Once you know your position you will need to examine the available equity to cover your loan.  What is the value?  What are the balances due on the liens ahead of your anticipated position?  Beyond the business decision of determining when the equity is sufficient for your risk tolerance, in order to take advantage of the “$1.00 rule” in the bankruptcy code for chapter 13 cases (should your debtor decide to later file bankruptcy), you need to ensure that there is at least $1.00 in equity to cover the loan.  You should take into consideration that property values may go down (e.g., 2008 to present).

    If the deal is made and the real estate closing occurs, immediate and proper recording of your deed of trust is essential to preserve your position.  If the debtor defaults, foreclosure on the property can occur.  If the debtor seeks reorganization of his debt in chapter 13, you can seek full payment of the debt.

 We have experienced attorneys and staff who can examine title and properly represent your interests in real estate closings.


Monday, September 6, 2021

Finance Company Lien - Mobile Home

    In the case of American General Finance Co. v.
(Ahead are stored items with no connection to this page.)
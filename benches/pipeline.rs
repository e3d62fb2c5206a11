use std::io::Write;

use criterion::{criterion_group, criterion_main, Criterion, Throughput};
use jemallocator::Jemalloc;
use rand::rngs::StdRng;
use rand::SeedableRng;
use tempfile::NamedTempFile;

use retail_insights::aggregate;
use retail_insights::{
    generate_with, ingest, CachedQueries, DataTable, FilterSelection, GeneratorOptions,
    QueryCache, TableView,
};

#[global_allocator]
static GLOBAL: Jemalloc = Jemalloc;

const ROWS: usize = 100_000;

fn catalog() -> DataTable {
    let mut rng = StdRng::seed_from_u64(42);
    generate_with(ROWS, &GeneratorOptions::default(), &mut rng).unwrap()
}

fn sales_csv() -> NamedTempFile {
    let mut tmp = NamedTempFile::new().unwrap();
    writeln!(tmp, "InvoiceNo,Quantity,InvoiceDate,UnitPrice,Country").unwrap();
    for i in 0..ROWS {
        writeln!(
            tmp,
            "{},{},12/{}/2010 {}:{:02},{}.{:02},Country{}",
            536_365 + i / 8,
            1 + i % 24,
            1 + i % 28,
            8 + i % 12,
            i % 60,
            1 + i % 45,
            i % 38,
            i % 8
        )
        .unwrap();
    }
    tmp.flush().unwrap();
    tmp
}

fn pipeline_benches(c: &mut Criterion) {
    let mut group = c.benchmark_group("RetailInsights");
    group.sample_size(10);
    group.throughput(Throughput::Elements(ROWS as u64));

    group.bench_function("generate_catalog", |b| {
        b.iter(|| {
            let mut rng = StdRng::seed_from_u64(42);
            generate_with(ROWS, &GeneratorOptions::default(), &mut rng).unwrap()
        })
    });

    let table = catalog();
    let selection = FilterSelection::new()
        .any_of("brand", ["Nike", "Adidas", "Puma"])
        .numeric_range("price", 50.0, 250.0);

    group.bench_function("filter_brand_and_price", |b| {
        b.iter(|| selection.apply(&table).unwrap().len())
    });

    let view = TableView::all(&table);
    group.bench_function("count_by_category", |b| {
        b.iter(|| aggregate::count_by(&view, "category").unwrap())
    });

    group.bench_function("count_by_category_cached", |b| {
        let cache = QueryCache::new();
        let queries = CachedQueries::new(
            TableView::all(&table),
            FilterSelection::new(),
            Some(&cache),
        );
        b.iter(|| queries.count_by("category").unwrap())
    });

    let csv = sales_csv();
    group.bench_function("ingest_sales_csv", |b| {
        b.iter(|| ingest(csv.path()).unwrap())
    });

    group.finish();
}

criterion_group!(benches, pipeline_benches);
criterion_main!(benches);
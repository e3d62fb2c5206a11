//! Fixed product vocabulary shared by the synthetic generator and the
//! validation/filter layers.
//!
//! Both halves of the pipeline read these constants: the generator draws
//! field values from them, and the loader checks persisted datasets against
//! them so the two can never drift apart.

use std::collections::BTreeMap;

use crate::table::data_table::DataTable;

pub const BRANDS: &[&str] = &[
    "Zara", "H&M", "Uniqlo", "Nike", "Adidas", "Levi's", "Gucci", "Prada", "Forever21", "Puma",
];

pub const CATEGORIES: &[&str] = &[
    "T-Shirts",
    "Jeans",
    "Dresses",
    "Jackets",
    "Shoes",
    "Accessories",
    "Skirts",
    "Sweaters",
    "Shorts",
    "Bags",
];

pub const GENDERS: &[&str] = &["Men", "Women", "Unisex", "Kids"];

pub const COLORS: &[&str] = &[
    "Red", "Blue", "Black", "White", "Green", "Yellow", "Pink", "Purple", "Gray", "Brown",
];

pub const SIZES: &[&str] = &["XS", "S", "M", "L", "XL", "XXL"];

/// Adjectives used when the optional `name` column is generated.
pub const STYLE_WORDS: &[&str] = &[
    "Classic", "Sport", "Premium", "Casual", "Vintage", "Urban", "Slim", "Relaxed",
];

/// Categorical columns whose values are constrained to a fixed enumeration,
/// in the order the dashboard presents them.
pub fn dimensions() -> &'static [&'static str] {
    &["brand", "category", "gender", "color", "size"]
}

/// Allowed values for a vocabulary-driven column, or `None` for free-form
/// columns.
pub fn values_for(column: &str) -> Option<&'static [&'static str]> {
    match column {
        "brand" => Some(BRANDS),
        "category" => Some(CATEGORIES),
        "gender" => Some(GENDERS),
        "color" => Some(COLORS),
        "size" => Some(SIZES),
        _ => None,
    }
}

pub fn is_known(column: &str, value: &str) -> bool {
    values_for(column).is_some_and(|values| values.contains(&value))
}

/// Counts values outside the vocabulary, per dimension column present in
/// `table`. An empty map means the table is clean. Callers surface drift as
/// a warning; nothing here rejects data.
pub fn check_table(table: &DataTable) -> BTreeMap<String, usize> {
    let mut drift = BTreeMap::new();
    for &column in dimensions() {
        let Ok(values) = table.str_values(column) else {
            continue;
        };
        let unknown = values
            .filter(|value| !value.is_empty() && !is_known(column, value))
            .count();
        if unknown > 0 {
            drift.insert(column.to_string(), unknown);
        }
    }
    drift
}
Hoss, the United States District Court at Abingdon, Virginia, overruled a Bankruptcy Court decision avoiding a creditor’s lien on the debtor’s mobile home.  While all agreed that the creditor’s lien was a nonpossessory, non-purchase money security interest, there was a dispute as to whether Bankruptcy Code §522(f)(1) allowed for the avoidance of the lien.  The Bankruptcy Court concluded that the lien on the mobile home could be avoided as the Bankruptcy Code permits the avoidance of certain liens which would impair an exemption to which a debtor is entitled to pursuant to Bankruptcy Code §522(b).  Virginia Code §34-4 permits a debtor householder to exempt up to $5,000 of property as a homestead exemption.  The $4,000 homestead deed filed by debtor qualified for this exemption in the instant case.  Property claimed as exempt pursuant to Bankruptcy Code Bankruptcy Code §522(b) is not liable for any debt of debtor which arose before the commencement of a bankruptcy case, but an exception under §522 (c)(2)(A)(I) allowed such exempted property to remain liable for the preexisting debts of a debtor if the debt is secured by a lien which could not be avoided under Bankruptcy Code §522(f).

The Bankruptcy Court found that Bankruptcy Code §522(f)(1)(B)(i) provides for avoidance of nonpossessory, non-purchase money security interests on household furnishings or households goods that are held primarily for the personal, family or household use of the debtor or a dependent of the debtor.

Citing its prior decision in the case of  In re Goad  the Bankruptcy Court implicitly found that a mobile home is either a household furnishing or good under Bankruptcy Code §522(f)(1)(B)(i).

The District Court, on appeal, decided that a mobile home was in no manner a household good or furnishing, as required under that subsection.  Neither of those terms is defined by the Bankruptcy Code.  The 4th Circuit Court of Appeals has explained that household goods under this subsection are those items of personal property that are typically found in or around the home and are used by debtor or his dependents to support and facilitate day-to-day living within the house.  The District Court stated that it was clear that a mobile home is virtually incapable of itself being contained within a home.  In addition, a mobile home was not the type of thing used “around the home” which facilitates … living within the home.”

The District Court examined several cases from across the country dealing with this same issue and discovered only one other court which had agreed with the Bankruptcy Court that a mobile home is a household good.  Thus, the District Court concluded that the Bankruptcy Court improperly applied Bankruptcy Code §522(f) and that a proper application of that subsection resulted in the lien in question being unavoidable.  The Goad case was overruled in that district and is no longer good law before that District Court.

In summary, the debtor was not entitled to avoid the lien on her mobile home held by the finance company.